Petitioners go on to assert that an incompetent person should possess the same right in this respect as is possessed by a competent person.

The difficulty with petitioners' claim is that, in a sense, it begs the question: an incompetent person is not able to make an informed and voluntary choice to exercise a hypothetical right to refuse treatment or any other right. Such a "right" must be exercised for her, if at all, by some sort of surrogate. Here, Missouri has in effect recognized that, under certain circumstances, a surrogate may act for the patient in electing to have hydration and nutrition withdrawn in such a way as to cause death, but it has established a procedural safeguard to assure that the action of the surrogate conforms as best it may to the wishes expressed by the patient while competent. Missouri requires that evidence of the incompetent's wishes as to the withdrawal of treatment be proved by clear and convincing evidence. The question, then, is whether the United States Constitution forbids the establishment of this procedural requirement by the State. We hold that it does not.
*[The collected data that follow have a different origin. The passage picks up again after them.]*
//! Build-date normalization
//!
//! Build dates arrive as date strings, date-time strings or epoch
//! milliseconds. Everything is normalized to epoch milliseconds stored as
//! `f64`; a build date that cannot be parsed becomes NaN rather than zero so
//! callers can detect and reject it.

use chrono::{DateTime, NaiveDate, NaiveDateTime, Utc};
use serde::{Deserialize, Serialize, Serializer};
use std::cmp::Ordering;
use std::fmt;

/// Milliseconds in one day
pub const MS_PER_DAY: f64 = 86_400_000.0;

/// Build id format used by the build infrastructure (e.g. `20120403063158`)
pub const BUILD_ID_FORMAT: &str = "%Y%m%d%H%M%S";

/// Date-time formats accepted for naive (offset-less) build dates, read as UTC
const NAIVE_DATETIME_FORMATS: &[&str] = &["%Y-%m-%dT%H:%M:%S%.f", "%Y-%m-%d %H:%M:%S%.f"];

/// Epoch-millisecond timestamp, NaN when the source did not parse
///
/// Ordering is total: valid timestamps compare numerically and every invalid
/// timestamp sorts after all valid ones.
#[derive(Debug, Clone, Copy)]
pub struct Timestamp(f64);

impl Timestamp {
    pub const INVALID: Timestamp = Timestamp(f64::NAN);

    pub fn from_millis(millis: f64) -> Self {
        Self(millis)
    }

    pub fn from_datetime(dt: DateTime<Utc>) -> Self {
        Self(dt.timestamp_millis() as f64)
    }

    /// Midnight UTC at the start of `date`
    pub fn from_date(date: NaiveDate) -> Self {
        match date.and_hms_opt(0, 0, 0) {
            Some(dt) => Self::from_datetime(dt.and_utc()),
            None => Self::INVALID,
        }
    }

    pub fn millis(&self) -> f64 {
        self.0
    }

    pub fn is_valid(&self) -> bool {
        self.0.is_finite()
    }

    /// Milliseconds elapsed since `earlier` (NaN if either side is invalid)
    pub fn since(&self, earlier: Timestamp) -> f64 {
        self.0 - earlier.0
    }

    /// Integral milliseconds, used as lookup key; `None` for invalid values
    pub fn key(&self) -> Option<i64> {
        if self.is_valid() {
            Some(self.0 as i64)
        } else {
            None
        }
    }

    pub fn to_datetime(&self) -> Option<DateTime<Utc>> {
        self.key().and_then(DateTime::from_timestamp_millis)
    }

    /// Parse a textual build date
    ///
    /// Accepts RFC 3339 (`2012-04-03T06:31:58Z`), naive date-times
    /// (`2012-04-03T06:31:58`, `2012-04-03 06:31:58`, read as UTC) and plain
    /// dates (`2012-04-03`, midnight UTC). Anything else is invalid.
    pub fn parse(text: &str) -> Self {
        let text = text.trim();

        if let Ok(dt) = DateTime::parse_from_rfc3339(text) {
            return Self::from_datetime(dt.with_timezone(&Utc));
        }

        for format in NAIVE_DATETIME_FORMATS {
            if let Ok(dt) = NaiveDateTime::parse_from_str(text, format) {
                return Self::from_datetime(dt.and_utc());
            }
        }

        match parse_iso_date(text) {
            Some(date) => Self::from_date(date),
            None => Self::INVALID,
        }
    }
}

impl PartialEq for Timestamp {
    fn eq(&self, other: &Self) -> bool {
        self.cmp(other) == Ordering::Equal
    }
}

impl Eq for Timestamp {}

impl PartialOrd for Timestamp {
    fn partial_cmp(&self, other: &Self) -> Option<Ordering> {
        Some(self.cmp(other))
    }
}

impl Ord for Timestamp {
    fn cmp(&self, other: &Self) -> Ordering {
        match (self.0.is_nan(), other.0.is_nan()) {
            (true, true) => Ordering::Equal,
            (true, false) => Ordering::Greater,
            (false, true) => Ordering::Less,
            (false, false) => self.0.partial_cmp(&other.0).unwrap_or(Ordering::Equal),
        }
    }
}

impl Serialize for Timestamp {
    fn serialize<S: Serializer>(&self, serializer: S) -> Result<S::Ok, S::Error> {
        serializer.serialize_f64(self.0)
    }
}

impl fmt::Display for Timestamp {
    fn fmt(&self, f: &mut fmt::Formatter<'_>) -> fmt::Result {
        match self.to_datetime() {
            Some(dt) => write!(f, "{}", dt.format("%Y-%m-%d %H:%M:%S")),
            None => write!(f, "invalid"),
        }
    }
}

/// Raw build date as found in a result record
#[derive(Debug, Clone, PartialEq, Serialize, Deserialize)]
#[serde(untagged)]
pub enum BuildDate {
    /// Epoch milliseconds
    Millis(f64),
    /// Date or date-time text
    Text(String),
}

impl BuildDate {
    pub fn timestamp(&self) -> Timestamp {
        match self {
            BuildDate::Millis(ms) => Timestamp::from_millis(*ms),
            BuildDate::Text(text) => Timestamp::parse(text),
        }
    }
}

impl fmt::Display for BuildDate {
    fn fmt(&self, f: &mut fmt::Formatter<'_>) -> fmt::Result {
        match self {
            BuildDate::Millis(ms) => write!(f, "{}", ms),
            BuildDate::Text(text) => f.write_str(text),
        }
    }
}

impl From<&str> for BuildDate {
    fn from(text: &str) -> Self {
        BuildDate::Text(text.to_string())
    }
}

/// Parse a `YYYY-MM-DD` date
pub fn parse_iso_date(text: &str) -> Option<NaiveDate> {
    NaiveDate::parse_from_str(text.trim(), "%Y-%m-%d").ok()
}

/// Format a date as `YYYY-MM-DD`
pub fn iso_date_string(date: NaiveDate) -> String {
    date.format("%Y-%m-%d").to_string()
}

/// Parse a `YYYYMMDDHHMMSS` build id into a UTC date-time
pub fn parse_build_id(build_id: &str) -> Result<NaiveDateTime, chrono::ParseError> {
    NaiveDateTime::parse_from_str(build_id.trim(), BUILD_ID_FORMAT)
}

#[cfg(test)]
mod tests {
    use super::*;

    #[test]
    fn test_parse_plain_date_is_utc_midnight() {
        let ts = Timestamp::parse("2020-01-01");
        assert_eq!(ts.millis(), 1_577_836_800_000.0);
    }

    #[test]
    fn test_parse_naive_datetime() {
        let ts = Timestamp::parse("2012-04-03T06:31:58");
        let spaced = Timestamp::parse("2012-04-03 06:31:58");
        assert!(ts.is_valid());
        assert_eq!(ts, spaced);
        assert_eq!(ts.to_string(), "2012-04-03 06:31:58");
    }

    #[test]
    fn test_parse_rfc3339_with_offset() {
        let utc = Timestamp::parse("2012-04-03T06:31:58Z");
        let offset = Timestamp::parse("2012-04-03T08:31:58+02:00");
        assert_eq!(utc, offset);
    }

    #[test]
    fn test_parse_garbage_is_invalid() {
        let ts = Timestamp::parse("last tuesday");
        assert!(!ts.is_valid());
        assert!(ts.millis().is_nan());
        assert!(ts.key().is_none());
        assert_eq!(ts.to_string(), "invalid");
    }

    #[test]
    fn test_invalid_sorts_last() {
        let mut stamps = vec![
            Timestamp::INVALID,
            Timestamp::from_millis(20.0),
            Timestamp::from_millis(-5.0),
            Timestamp::INVALID,
            Timestamp::from_millis(10.0),
        ];
        stamps.sort();
        let millis: Vec<f64> = stamps.iter().take(3).map(|t| t.millis()).collect();
        assert_eq!(millis, vec![-5.0, 10.0, 20.0]);
        assert!(!stamps[3].is_valid());
        assert!(!stamps[4].is_valid());
    }

    #[test]
    fn test_build_date_deserializes_text_or_number() {
        let text: BuildDate = serde_json::from_str("\"2020-01-02\"").unwrap();
        let number: BuildDate = serde_json::from_str("1577923200000").unwrap();
        assert_eq!(text.timestamp(), number.timestamp());
    }

    #[test]
    fn test_parse_build_id() {
        let dt = parse_build_id("20120403063158").unwrap();
        assert_eq!(dt.format("%Y-%m-%d %H:%M:%S").to_string(), "2012-04-03 06:31:58");
        assert!(parse_build_id("2012-04-03").is_err());
    }

    #[test]
    fn test_iso_date_round_trip() {
        let date = parse_iso_date("2012-01-31").unwrap();
        assert_eq!(iso_date_string(date), "2012-01-31");
        assert!(parse_iso_date("31/01/2012").is_none());
    }
}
Whether or not Missouri's clear and convincing evidence requirement comports with the United States Constitution depends in part on what interests the State may properly seek to protect in this situation. Missouri relies on its interest in the protection and preservation of human life, and there can be no gainsaying this interest. As a general matter, the States - indeed, all civilized nations - demonstrate their commitment to life by treating homicide as serious crime. Moreover, the majority of States in this country have laws imposing criminal penalties on one who assists another to commit suicide. We do not think a State is required to remain neutral in the face of an informed and voluntary decision by a physically able adult to starve to death.

The judgment of the Supreme Court of Missouri is Affirmed.